Recently, she was also diagnosed with a collapsed bowel, which means that part of her bowel works with a “telescoping action,” often blocking the passage of food.
This means that she now depends on her tube feeding in her small intestine for food.
“I very rarely eat solid foods,” she said.
“And I have what I call my Dora the Explorer backpack, which connects me to my feed, which I have with me 20 hours a day.
“I call the remaining four hours my free time. “
While her poor health means Mia had to quit nursing training in her sophomore year in 2020, she is hopeful that one day she can return.

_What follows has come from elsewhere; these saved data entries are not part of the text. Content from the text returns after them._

//! The parsed book handed from the decoder to the importer

use super::ParsedChapter;
use crate::error::ResourceError;
use serde::{Deserialize, Serialize};

/// Metadata, cover and ordered chapters of an uploaded EPUB
#[derive(Debug, Clone, Serialize, Deserialize, PartialEq, Eq)]
pub struct ParsedBook {
    /// Book title
    pub title: String,

    /// Primary author
    pub author: Option<String>,

    /// Book description/summary
    pub description: Option<String>,

    /// Cover image as `data:<mime>;base64,<payload>`
    pub cover_data_uri: Option<String>,

    /// Chapters numbered contiguously from 1
    pub chapters: Vec<ParsedChapter>,
}

impl ParsedBook {
    /// Create a book with no cover and no chapters
    pub fn new(title: impl Into<String>) -> Self {
        Self {
            title: title.into(),
            author: None,
            description: None,
            cover_data_uri: None,
            chapters: Vec::new(),
        }
    }

    /// Get the book title
    pub fn title(&self) -> &str {
        &self.title
    }

    /// Number of chapters
    pub fn chapter_count(&self) -> usize {
        self.chapters.len()
    }
}

/// A parsed book together with the recoverable problems met along the way
#[derive(Debug, Clone, PartialEq, Eq)]
pub struct ParseOutcome {
    pub book: ParsedBook,

    /// Chapters that degraded and spine entries that were skipped
    pub warnings: Vec<ResourceError>,

    /// Why a flagged cover could not be loaded
    pub cover_warning: Option<String>,
}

However, Mia also has to deal with the complexity of being happy for her friends as they reach milestones, like getting married, having babies, and advancing their careers, when her life has been cut short by her health.
She can’t even move in with her boyfriend because her condition is too unstable.
She said: “Sometimes I look at everything that is happening to me and how about to die and I feel totally overwhelmed by it all.
“But trying to raise awareness about chronic disease gave me a purpose.”
“I have done my best to raise awareness about chronic diseases, to break down the stigma around them and the support I have received in return has been overwhelming.
“I would literally go so far as to say that by telling me about MCAS, my friends in these online groups saved my life.”
Feeling unable to get the help she needs through the NHS, Mia now hopes to raise £ 5,000 for treatment with an immunology specialist.
She said: ‘With the money raised so far I was able to pay £ 250 for a video appointment with a specialist.
“It is such a relief, because my situation could truly be life or death.”